# Assignment:
Within the data that follows, how many lines contain the word "positions"? Reply with only the number.

# Record extracts:
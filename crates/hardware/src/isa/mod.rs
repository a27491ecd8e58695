//! Instruction set definitions and decoding.
//!
//! The simulator models a fixed 32-bit instruction word with four opcode
//! classes. This module provides:
//! 1. **Opcodes:** The [`Opcode`] classification and its raw encodings.
//! 2. **Field Extraction:** The [`InstructionBits`] trait on raw words.
//! 3. **Decoding:** The [`Instruction`] type produced by [`decode`].

/// Decoding of raw words into [`Instruction`] values.
pub mod decode;
/// The decoded instruction representation.
pub mod instruction;
/// Opcode classification and raw field extraction.
pub mod opcodes;

pub use decode::decode;
pub use instruction::Instruction;
pub use opcodes::{InstructionBits, Opcode};
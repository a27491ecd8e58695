//! # Cache Tests
//!
//! Hit/miss classification for the direct-mapped geometry, the claim-on-miss
//! fill policy, counter bookkeeping, and the address-partition property.

use proptest::prelude::*;

use pipesim_core::Cache;
use pipesim_core::mem::cache::{BLOCK_SIZE, INDEX_BITS, NUM_LINES, OFFSET_BITS, parse_address};

/// A span of addresses that all map to the same line index with a new tag.
const WAY_STRIDE: u32 = (NUM_LINES * BLOCK_SIZE) as u32;

/// The first access to an address always misses; an immediate repeat hits.
#[test]
fn cold_miss_then_hit() {
    let mut cache = Cache::new();
    let mut data = 0_u8;

    assert!(!cache.access(0x100, &mut data, false));
    assert!(cache.access(0x100, &mut data, false));
    assert_eq!(cache.hits(), 1);
    assert_eq!(cache.misses(), 1);
    assert_eq!(cache.accesses(), 2);
}

/// A read miss yields a logical zero; there is no backing memory to fill
/// from.
#[test]
fn read_miss_yields_zero() {
    let mut cache = Cache::new();
    let mut data = 0xFF_u8;
    cache.access(0x40, &mut data, false);
    assert_eq!(data, 0);
}

/// A write miss allocates the line and stores the byte, which a subsequent
/// read hit returns.
#[test]
fn write_allocate_then_read_back() {
    let mut cache = Cache::new();

    let mut data = 0xAB_u8;
    assert!(!cache.access(0x200, &mut data, true));

    let mut out = 0_u8;
    assert!(cache.access(0x200, &mut out, false));
    assert_eq!(out, 0xAB);
}

/// Two addresses with the same index but different tags evict each other, so
/// revisiting the first address misses again.
#[test]
fn conflicting_tags_evict() {
    let mut cache = Cache::new();
    let mut data = 0_u8;

    assert!(!cache.access(0, &mut data, false));
    assert!(!cache.access(WAY_STRIDE, &mut data, false));
    assert!(!cache.access(0, &mut data, false));
    assert_eq!(cache.hits(), 0);
    assert_eq!(cache.misses(), 3);
}

/// Distinct bytes within one block share a line: after the block is claimed,
/// sibling offsets hit.
#[test]
fn bytes_within_block_share_line() {
    let mut cache = Cache::new();
    let mut data = 0_u8;

    assert!(!cache.access(0x20, &mut data, false));
    assert!(cache.access(0x21, &mut data, false));
    assert!(cache.access(0x3F, &mut data, false));
}

/// A miss claims the line for the new tag without refilling the data block,
/// so bytes written by the previous occupant linger at untouched offsets.
#[test]
fn miss_does_not_refill_block() {
    let mut cache = Cache::new();

    let mut data = 0xAA_u8;
    cache.access(0, &mut data, true);

    // Same index, different tag: the claim resets tag and valid only.
    let mut out = 0xFF_u8;
    assert!(!cache.access(WAY_STRIDE, &mut out, false));
    assert_eq!(out, 0);

    let mut stale = 0_u8;
    assert!(cache.access(WAY_STRIDE, &mut stale, false));
    assert_eq!(stale, 0xAA);
}

/// Rates are 0.0 on a fresh cache and sum to 1.0 once any access happened.
#[test]
fn rates_degenerate_and_sum() {
    let mut cache = Cache::new();
    assert_eq!(cache.hit_rate(), 0.0);
    assert_eq!(cache.miss_rate(), 0.0);

    let mut data = 0_u8;
    for i in 0..100_u32 {
        cache.access(i * 7, &mut data, false);
    }
    assert_eq!(cache.accesses(), cache.hits() + cache.misses());
    let sum = cache.hit_rate() + cache.miss_rate();
    assert!((sum - 1.0).abs() < 1e-12);
}

/// Reset restores the post-init state: counters zeroed, every line invalid.
#[test]
fn reset_invalidates_lines() {
    let mut cache = Cache::new();
    let mut data = 0_u8;
    cache.access(0x80, &mut data, false);
    cache.access(0x80, &mut data, false);

    cache.reset();
    assert_eq!(cache.accesses(), 0);
    assert_eq!(cache.hits(), 0);
    assert_eq!(cache.misses(), 0);
    assert!(!cache.access(0x80, &mut data, false), "line must be cold again");
}

/// Spot-checks of the documented field positions.
#[test]
fn parse_address_fields() {
    let fields = parse_address(0xFFFF_FFFF);
    assert_eq!(fields.offset, 0x1F);
    assert_eq!(fields.index, 0xFF);
    assert_eq!(fields.tag, 0x7_FFFF);

    let fields = parse_address(0x1234_5678);
    assert_eq!(fields.offset, 0x18);
    assert_eq!(fields.index, 0xB3);
    assert_eq!(fields.tag, 0x91A2);
}

proptest! {
    /// Offset, index, and tag partition the address: reassembling them gives
    /// back the original, and each stays within its bit width.
    #[test]
    fn address_partition_roundtrip(address in any::<u32>()) {
        let fields = parse_address(address);
        prop_assert!(fields.offset < (1 << OFFSET_BITS));
        prop_assert!(fields.index < (1 << INDEX_BITS));
        prop_assert_eq!(
            (fields.tag << (OFFSET_BITS + INDEX_BITS)) | (fields.index << OFFSET_BITS) | fields.offset,
            address
        );
    }

    /// Every access is classified as exactly one of hit or miss.
    #[test]
    fn accesses_partition_into_hits_and_misses(addresses in prop::collection::vec(any::<u32>(), 1..200)) {
        let mut cache = Cache::new();
        let mut data = 0_u8;
        for addr in &addresses {
            cache.access(*addr, &mut data, false);
        }
        prop_assert_eq!(cache.accesses(), addresses.len() as u64);
        prop_assert_eq!(cache.hits() + cache.misses(), cache.accesses());
    }
}
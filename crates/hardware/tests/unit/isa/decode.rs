//! # Decoder Tests
//!
//! Example-based tests for raw-word decoding: opcode classification, field
//! extraction against the fixed bit layout, and the helper predicates the
//! CPU models rely on.

use rstest::rstest;

use pipesim_core::isa::{Instruction, InstructionBits, Opcode, decode};
use pipesim_core::sim::program::{encode_alu_imm, encode_alu_reg, encode_load, encode_store};

/// Each of the four recognized opcodes classifies to its class; everything
/// else is a no-op.
#[rstest]
#[case(0x33, Opcode::AluReg)]
#[case(0x13, Opcode::AluImm)]
#[case(0x03, Opcode::Load)]
#[case(0x23, Opcode::Store)]
#[case(0x00, Opcode::Nop)]
#[case(0x7F, Opcode::Nop)]
#[case(0x6F, Opcode::Nop)]
fn opcode_classification(#[case] raw: u32, #[case] expected: Opcode) {
    assert_eq!(decode(raw, 0).opcode, expected);
}

/// All register fields and the fetch address are extracted from their
/// documented bit positions.
#[test]
fn field_extraction() {
    let inst = decode(encode_alu_reg(1, 2, 3), 8);
    assert_eq!(inst.opcode, Opcode::AluReg);
    assert_eq!(inst.rd, 1);
    assert_eq!(inst.rs1, 2);
    assert_eq!(inst.rs2, 3);
    assert_eq!(inst.pc, 8);
}

/// The immediate occupies bits 20-31 and is zero-extended, never
/// sign-extended.
#[test]
fn immediate_is_zero_extended() {
    let inst = decode(encode_alu_imm(4, 5, 0xFFF), 0);
    assert_eq!(inst.imm, 0xFFF);
    assert_eq!(inst.rs1, 5);
}

/// The rs2 field aliases the low 5 bits of the immediate; a load's offset
/// shows up in both.
#[test]
fn rs2_aliases_immediate_low_bits() {
    let inst = decode(encode_load(6, 7, 4), 0);
    assert_eq!(inst.imm, 4);
    assert_eq!(inst.rs2, 4);
}

/// Stores and register-0 destinations never write back; anything else does,
/// including unrecognized opcodes with a nonzero rd field.
#[test]
fn writes_back_predicate() {
    assert!(decode(encode_alu_reg(1, 2, 3), 0).writes_back());
    assert!(!decode(encode_alu_reg(0, 2, 3), 0).writes_back());
    assert!(!decode(encode_store(4, 8, 9), 0).writes_back());
    // Unknown opcode, rd = 5: still commits (a zero) through write-back.
    assert!(decode(0x7F | (5 << 7), 0).writes_back());
}

/// Only register-register ALU operations and stores consume rs2.
#[rstest]
#[case(Opcode::AluReg, true)]
#[case(Opcode::AluImm, false)]
#[case(Opcode::Load, false)]
#[case(Opcode::Store, true)]
#[case(Opcode::Nop, false)]
fn reads_rs2_predicate(#[case] opcode: Opcode, #[case] expected: bool) {
    assert_eq!(opcode.reads_rs2(), expected);
}

/// A no-op reads no registers at all.
#[test]
fn nop_reads_no_sources() {
    assert!(!Opcode::Nop.reads_rs1());
    assert!(Opcode::Load.reads_rs1());
}

/// The all-zero word decodes to the canonical no-op.
#[test]
fn zero_word_is_canonical_nop() {
    assert_eq!(decode(0, 0), Instruction::NOP);
}

/// The extension trait extracts the same fields as the decoder.
#[test]
fn instruction_bits_trait_matches_decoder() {
    let raw = encode_store(4, 8, 9);
    let inst = decode(raw, 0);
    assert_eq!(raw.opcode_bits(), 0x23);
    assert_eq!(raw.rd(), inst.rd);
    assert_eq!(raw.rs1(), inst.rs1);
    assert_eq!(raw.rs2(), inst.rs2);
    assert_eq!(raw.imm(), inst.imm);
}
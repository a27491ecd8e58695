//! # Differential Tests
//!
//! The pipelined CPU must be architecturally indistinguishable from the
//! single-cycle reference: same final registers, same final memory image,
//! same retirement count. Only the cycle accounting may differ.

use pretty_assertions::assert_eq;

use pipesim_core::sim::program::{encode_alu_imm, encode_alu_reg, encode_load, encode_store};
use pipesim_core::sim::fill_benchmark;

use crate::common::{registers_of, run_both};

fn assert_equivalent(program: &[u32]) {
    let (single, pipeline, single_mem, pipeline_mem) = run_both(program);

    assert_eq!(
        registers_of(|i| single.register(i)),
        registers_of(|i| pipeline.register(i)),
        "register files diverged"
    );
    assert_eq!(single_mem, pipeline_mem, "memory images diverged");
    assert_eq!(single.instruction_count(), pipeline.instruction_count());
}

/// Hazard-free ALU sequences produce identical state.
#[test]
fn independent_alu_program() {
    assert_equivalent(&[
        encode_alu_imm(1, 0, 11),
        encode_alu_imm(2, 0, 22),
        encode_alu_reg(3, 1, 2),
    ]);
}

/// Stall handling must not change architectural results.
#[test]
fn dependent_chain_program() {
    assert_equivalent(&[
        encode_alu_imm(1, 0, 5),
        encode_alu_reg(2, 1, 1),
        encode_alu_reg(3, 2, 1),
        encode_alu_reg(3, 3, 3),
    ]);
}

/// Loads and stores agree, including a load that observes the value a store
/// wrote moments earlier.
#[test]
fn load_store_program() {
    let mut program = vec![0_u32; 12];
    program[0] = encode_alu_imm(1, 0, 40);
    program[1] = encode_alu_imm(2, 0, 99);
    // mem[(40 + 2) / 4] = mem[10] = 99, then r5 = mem[10].
    program[2] = encode_store(0, 1, 2);
    program[3] = encode_load(5, 1, 2);
    assert_equivalent(&program);
}

/// Unrecognized opcodes zero their destination identically in both models.
#[test]
fn unknown_opcode_program() {
    assert_equivalent(&[
        encode_alu_imm(7, 0, 123),
        0x7F | (7 << 7),
        0xFFFF_FFFF,
    ]);
}

/// The reference benchmark mix agrees between models end to end.
#[test]
fn benchmark_mix_program() {
    let mut program = vec![0_u32; 64];
    fill_benchmark(&mut program, 64);
    assert_equivalent(&program);
}
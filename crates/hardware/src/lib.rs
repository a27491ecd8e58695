//! Educational CPU architecture simulation library.
//!
//! This crate implements four independent hardware models and the plumbing to
//! measure them:
//! 1. **ISA:** Decoding of a fixed 32-bit instruction word into four modeled
//!    opcode classes (register ALU, immediate ALU, load, store).
//! 2. **CPUs:** A single-cycle reference core (CPI always 1.0) and a 5-stage
//!    in-order pipelined core with stall-on-hazard and no forwarding.
//! 3. **Memory:** A direct-mapped cache (256 lines x 32 bytes) and a
//!    single-outstanding-transaction memory bus with analytic throughput.
//! 4. **Statistics:** Passive performance counters deriving CPI/IPC/MIPS and
//!    cache hit/miss rates.
//!
//! The models never call each other: each is driven independently through its
//! stepping operation (`cycle`, `execute_one`, `access`, `request`) against a
//! caller-owned instruction-memory buffer, and measured through its getters.
//! In particular the pipeline uses idealized single-cycle memory rather than
//! the cache or bus models; unifying them would silently change every
//! benchmark number.

/// Common types and constants (register file, field masks, word geometry).
pub mod common;
/// Simulator configuration (defaults, JSON loading, validation).
pub mod config;
/// CPU cores (single-cycle reference and 5-stage pipeline).
pub mod core;
/// Instruction set (opcodes, field extraction, decoding).
pub mod isa;
/// Memory subsystem models (direct-mapped cache, memory bus).
pub mod mem;
/// Benchmark program generation.
pub mod sim;
/// Performance counter accumulation and derived metrics.
pub mod stats;

/// Root configuration type; use `SimConfig::default()` or parse from JSON.
pub use crate::config::SimConfig;
/// 5-stage pipelined CPU model.
pub use crate::core::pipeline::PipelineCpu;
/// Single-cycle reference CPU model.
pub use crate::core::single_cycle::SingleCycleCpu;
/// Direct-mapped cache model.
pub use crate::mem::cache::Cache;
/// Memory bus model.
pub use crate::mem::bus::MemoryBus;
/// Performance counter accumulator.
pub use crate::stats::PerfCounters;
//! CPU core models.
//!
//! Two independent cores execute the same instruction set:
//! 1. **Single-Cycle:** The reference model; one instruction per call, CPI
//!    fixed at 1.0. See [`single_cycle`].
//! 2. **Pipeline:** A 5-stage in-order pipeline with stall-on-hazard and no
//!    forwarding. See [`pipeline`].
//!
//! Both cores run against a caller-owned word-addressed memory buffer shared
//! between instruction fetch and data access, and both expose the same
//! architectural state (registers, program counter) so their results can be
//! compared instruction for instruction.

/// 5-stage pipelined CPU model.
pub mod pipeline;
/// Single-cycle reference CPU model.
pub mod single_cycle;

pub use pipeline::PipelineCpu;
pub use single_cycle::SingleCycleCpu;
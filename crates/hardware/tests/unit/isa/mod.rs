//! # ISA Tests
//!
//! Unit tests for instruction classification, field extraction, and the
//! decoder's totality guarantees.

/// Example-based decoding tests (opcode classes, field extraction,
/// write-back and source-register predicates).
pub mod decode;

/// Property-based decoding tests over arbitrary 32-bit words.
pub mod decode_properties;
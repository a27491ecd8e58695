//! Direct-mapped cache.
//!
//! This module implements a byte-granular direct-mapped cache model:
//! 1. **Geometry:** 256 lines of 32 bytes each, so a 32-bit address splits
//!    into a 5-bit offset, an 8-bit index, and a 19-bit tag.
//! 2. **Access:** A single entry point classifies every access as a hit or a
//!    miss and updates the counters.
//! 3. **Fill Policy:** Misses claim the line for the new tag without
//!    refilling the block from a backing store; there is none. A read miss
//!    therefore returns zero, and bytes of the previous occupant persist at
//!    untouched offsets.
//!
//! The cache is not wired into either CPU model. It measures the locality of
//! an address stream fed to it directly.

/// Number of cache lines.
pub const NUM_LINES: usize = 256;
/// Bytes per cache block.
pub const BLOCK_SIZE: usize = 32;
/// Address bits selecting the byte within a block.
pub const OFFSET_BITS: u32 = 5;
/// Address bits selecting the line.
pub const INDEX_BITS: u32 = 8;
/// Remaining address bits forming the tag.
pub const TAG_BITS: u32 = 19;

/// One cache line: a valid bit, a tag, and a data block.
#[derive(Clone, Copy, Debug)]
struct CacheLine {
    valid: bool,
    tag: u32,
    data: [u8; BLOCK_SIZE],
}

impl CacheLine {
    const EMPTY: Self = Self {
        valid: false,
        tag: 0,
        data: [0; BLOCK_SIZE],
    };
}

/// The tag, index, and offset fields of a byte address.
#[derive(Clone, Copy, Debug, PartialEq, Eq)]
pub struct AddressFields {
    /// Tag bits (13-31).
    pub tag: u32,
    /// Line index bits (5-12).
    pub index: u32,
    /// Byte offset bits (0-4).
    pub offset: u32,
}

/// Splits a byte address into its cache fields.
#[inline]
pub fn parse_address(address: u32) -> AddressFields {
    AddressFields {
        tag: address >> (OFFSET_BITS + INDEX_BITS),
        index: (address >> OFFSET_BITS) & ((1 << INDEX_BITS) - 1),
        offset: address & ((1 << OFFSET_BITS) - 1),
    }
}

/// Direct-mapped cache model.
#[derive(Clone, Debug)]
pub struct Cache {
    lines: [CacheLine; NUM_LINES],
    hits: u64,
    misses: u64,
    accesses: u64,
}

impl Default for Cache {
    fn default() -> Self {
        Self::new()
    }
}

impl Cache {
    /// Creates a cache with every line invalid and all counters zero.
    pub fn new() -> Self {
        Self {
            lines: [CacheLine::EMPTY; NUM_LINES],
            hits: 0,
            misses: 0,
            accesses: 0,
        }
    }

    /// Restores the cache to its initial state.
    pub fn reset(&mut self) {
        *self = Self::new();
    }

    /// Performs one byte access.
    ///
    /// On a hit, a read copies the cached byte into `data` and a write copies
    /// `data` into the line. On a miss, the line is claimed for the new tag;
    /// a write stores `data` at its offset while a read yields zero.
    ///
    /// # Arguments
    ///
    /// * `address` - Byte address of the access.
    /// * `data` - Byte to write, or destination for the byte read.
    /// * `is_write` - `true` for a write access, `false` for a read.
    ///
    /// # Returns
    ///
    /// `true` on a hit, `false` on a miss. Every call increments the access
    /// counter and exactly one of the hit or miss counters.
    pub fn access(&mut self, address: u32, data: &mut u8, is_write: bool) -> bool {
        let fields = parse_address(address);
        self.accesses += 1;

        let line = &mut self.lines[fields.index as usize];

        if line.valid && line.tag == fields.tag {
            self.hits += 1;
            if is_write {
                line.data[fields.offset as usize] = *data;
            } else {
                *data = line.data[fields.offset as usize];
            }
            return true;
        }

        self.misses += 1;

        // Claim the line; the rest of the block keeps whatever bytes the
        // previous occupant left behind.
        line.valid = true;
        line.tag = fields.tag;

        if is_write {
            line.data[fields.offset as usize] = *data;
        } else {
            *data = 0;
        }

        false
    }

    /// Total hits.
    #[inline]
    pub fn hits(&self) -> u64 {
        self.hits
    }

    /// Total misses.
    #[inline]
    pub fn misses(&self) -> u64 {
        self.misses
    }

    /// Total accesses.
    #[inline]
    pub fn accesses(&self) -> u64 {
        self.accesses
    }

    /// Fraction of accesses that hit, or 0.0 before the first access.
    pub fn hit_rate(&self) -> f64 {
        if self.accesses == 0 {
            return 0.0;
        }
        self.hits as f64 / self.accesses as f64
    }

    /// Fraction of accesses that missed, or 0.0 before the first access.
    pub fn miss_rate(&self) -> f64 {
        if self.accesses == 0 {
            return 0.0;
        }
        self.misses as f64 / self.accesses as f64
    }
}
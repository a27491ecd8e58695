//! Decoded instruction representation.

use super::opcodes::Opcode;

/// A fully decoded instruction.
///
/// All fields are extracted unconditionally at decode time; whether a field
/// is architecturally meaningful depends on the opcode class. In particular
/// the rs2 index and the immediate overlap in the raw encoding, so a load's
/// `rs2` aliases the low bits of its offset and must be ignored as a register
/// dependency.
#[derive(Clone, Copy, Debug, PartialEq, Eq)]
pub struct Instruction {
    /// The instruction class.
    pub opcode: Opcode,
    /// Destination register index (bits 7-11).
    pub rd: usize,
    /// First source register index (bits 15-19).
    pub rs1: usize,
    /// Second source register index (bits 20-24).
    pub rs2: usize,
    /// Zero-extended 12-bit immediate (bits 20-31).
    pub imm: u32,
    /// Byte address the instruction was fetched from.
    pub pc: u32,
}

impl Instruction {
    /// A canonical no-op: all-zero fields with [`Opcode::Nop`].
    pub const NOP: Self = Self {
        opcode: Opcode::Nop,
        rd: 0,
        rs1: 0,
        rs2: 0,
        imm: 0,
        pc: 0,
    };

    /// Returns `true` if this instruction commits a value to its destination
    /// register.
    ///
    /// Stores never write back, and a destination of register 0 is discarded.
    /// Note that an unrecognized opcode decoded as [`Opcode::Nop`] with a
    /// nonzero rd field still writes back (value zero), matching the write
    /// enable logic of both CPU models.
    #[inline]
    pub fn writes_back(&self) -> bool {
        self.rd != 0 && self.opcode != Opcode::Store
    }
}

impl Default for Instruction {
    fn default() -> Self {
        Self::NOP
    }
}
//! Benchmark program generation.
//!
//! The reference workload is a round-robin mix of the four instruction
//! classes. The registers are chosen so that no instruction reads a register
//! another in-flight instruction writes: the pipeline runs it with zero
//! stalls, which makes the mix a clean measure of fill and drain overhead.
//!
//! The encoders here are also the canonical way to build instruction words
//! anywhere else in the workspace.

use crate::common::constants::{RD_SHIFT, RS1_SHIFT, RS2_SHIFT};
use crate::isa::opcodes::{OP_IMM, OP_LOAD, OP_REG, OP_STORE};

/// Encodes a register-register ALU instruction (`rd = rs1 + rs2`).
#[inline]
pub fn encode_alu_reg(rd: u32, rs1: u32, rs2: u32) -> u32 {
    OP_REG | (rd << RD_SHIFT) | (rs1 << RS1_SHIFT) | (rs2 << RS2_SHIFT)
}

/// Encodes a register-immediate ALU instruction (`rd = rs1 + imm`).
#[inline]
pub fn encode_alu_imm(rd: u32, rs1: u32, imm: u32) -> u32 {
    OP_IMM | (rd << RD_SHIFT) | (rs1 << RS1_SHIFT) | (imm << RS2_SHIFT)
}

/// Encodes a load instruction (`rd = mem[rs1 + imm]`).
#[inline]
pub fn encode_load(rd: u32, rs1: u32, imm: u32) -> u32 {
    OP_LOAD | (rd << RD_SHIFT) | (rs1 << RS1_SHIFT) | (imm << RS2_SHIFT)
}

/// Encodes a store instruction (`mem[rs1 + imm] = rs2`).
///
/// The rd field is still encoded; stores never write it back.
#[inline]
pub fn encode_store(rd: u32, rs1: u32, rs2: u32) -> u32 {
    OP_STORE | (rd << RD_SHIFT) | (rs1 << RS1_SHIFT) | (rs2 << RS2_SHIFT)
}

/// Fills memory with the benchmark instruction mix.
///
/// Writes the round-robin pattern into `memory[0..]`, stopping at either the
/// end of the buffer or `max_instructions` words, whichever comes first.
/// Words beyond that point are left untouched.
///
/// # Arguments
///
/// * `memory` - Word-addressed buffer to fill.
/// * `max_instructions` - Upper bound on the number of words written.
pub fn fill_benchmark(memory: &mut [u32], max_instructions: u64) {
    let limit = usize::try_from(max_instructions).unwrap_or(usize::MAX);
    for (i, word) in memory.iter_mut().take(limit).enumerate() {
        *word = match i % 4 {
            0 => encode_alu_reg(1, 2, 3),
            1 => encode_alu_imm(4, 5, 10),
            2 => encode_load(6, 7, 4),
            // Store keeps a nonzero rd field; it is never written back.
            _ => encode_store(4, 8, 9),
        };
    }
}
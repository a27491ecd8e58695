//! Register file shared by both CPU models.
//!
//! This module implements the 32-entry architectural register file. It
//! performs the following:
//! 1. **Storage:** Maintains 32 integer registers of 32 bits each.
//! 2. **Invariant Enforcement:** Ensures that register 0 is hardwired to zero.
//! 3. **Debugging:** Provides a utility for dumping the complete register
//!    state.
//!
//! The single-cycle and pipelined cores use this one implementation so that
//! their architectural results stay bit-identical under differential testing.

use super::constants::NUM_REGISTERS;

/// Architectural register file.
///
/// Contains 32 general-purpose registers. Register 0 is hardwired to zero and
/// cannot be modified.
#[derive(Clone, Copy, Debug, PartialEq, Eq)]
pub struct RegisterFile {
    regs: [u32; NUM_REGISTERS],
}

impl Default for RegisterFile {
    fn default() -> Self {
        Self::new()
    }
}

impl RegisterFile {
    /// Creates a new register file with all registers initialized to zero.
    pub fn new() -> Self {
        Self {
            regs: [0; NUM_REGISTERS],
        }
    }

    /// Reads a register value.
    ///
    /// # Arguments
    ///
    /// * `idx` - Register index (0-31). Register 0 always returns 0.
    ///
    /// # Returns
    ///
    /// The 32-bit value stored in the specified register.
    #[inline]
    pub fn read(&self, idx: usize) -> u32 {
        if idx == 0 { 0 } else { self.regs[idx] }
    }

    /// Writes a value to a register.
    ///
    /// # Arguments
    ///
    /// * `idx` - Register index (0-31). Writes to register 0 are ignored.
    /// * `val` - The 32-bit value to write.
    #[inline]
    pub fn write(&mut self, idx: usize, val: u32) {
        if idx != 0 {
            self.regs[idx] = val;
        }
    }

    /// Resets every register to zero.
    pub fn reset(&mut self) {
        self.regs = [0; NUM_REGISTERS];
    }

    /// Dumps the contents of all registers to stderr.
    ///
    /// Displays registers in pairs with hexadecimal formatting for debugging
    /// purposes.
    pub fn dump(&self) {
        for i in (0..NUM_REGISTERS).step_by(2) {
            eprintln!(
                "r{:<2}={:#010x} r{:<2}={:#010x}",
                i,
                self.regs[i],
                i + 1,
                self.regs[i + 1]
            );
        }
    }
}
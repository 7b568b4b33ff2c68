use axum::{
    extract::{rejection::QueryRejection, Query, State},
    http::StatusCode,
    response::{IntoResponse, Response},
    Json,
};
use serde_json::json;
use tracing::info;

use crate::AppState;

/// Query string as ordered pairs, so repeated parameters never reject.
pub type QueryPairs = Result<Query<Vec<(String, String)>>, QueryRejection>;

/// First `domain` value, if present and non-empty. An unparsable query
/// string counts as no domain.
fn first_domain(query: &QueryPairs) -> Option<&str> {
    let Ok(Query(pairs)) = query else {
        return None;
    };
    pairs
        .iter()
        .find(|(k, _)| k == "domain")
        .map(|(_, v)| v.as_str())
        .filter(|d| !d.is_empty())
}

// ── Health ────────────────────────────────────────────────────────────────────

pub async fn health() -> impl IntoResponse {
    Json(json!({"status": "ok"}))
}

// ── Ask (set membership) ──────────────────────────────────────────────────────

/// `200` when `domain` is in the configured set, `404` otherwise. Store
/// errors also answer `404`.
pub async fn ask(State(state): State<AppState>, query: QueryPairs) -> StatusCode {
    let (Some(module), Some(domain)) = (state.ask_redis.as_deref(), first_domain(&query)) else {
        return StatusCode::NOT_FOUND;
    };

    if module.is_member(domain).await {
        StatusCode::OK
    } else {
        StatusCode::NOT_FOUND
    }
}

// ── Permission (on-demand TLS) ────────────────────────────────────────────────

pub async fn permission(State(state): State<AppState>, query: QueryPairs) -> Response {
    let Some(module) = state.permission.as_deref() else {
        return StatusCode::NOT_FOUND.into_response();
    };
    let Some(domain) = first_domain(&query) else {
        return (
            StatusCode::BAD_REQUEST,
            Json(json!({"error": "missing 'domain' query parameter"})),
        )
            .into_response();
    };

    match module.certificate_allowed(domain).await {
        Ok(()) => {
            info!(domain, "audit: certificate.allowed");
            StatusCode::OK.into_response()
        }
        Err(e) => {
            info!(domain, key = %e.key(), reason = %e, "audit: certificate.denied");
            (StatusCode::FORBIDDEN, Json(json!({"error": e.to_string()}))).into_response()
        }
    }
}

# Your solution:
2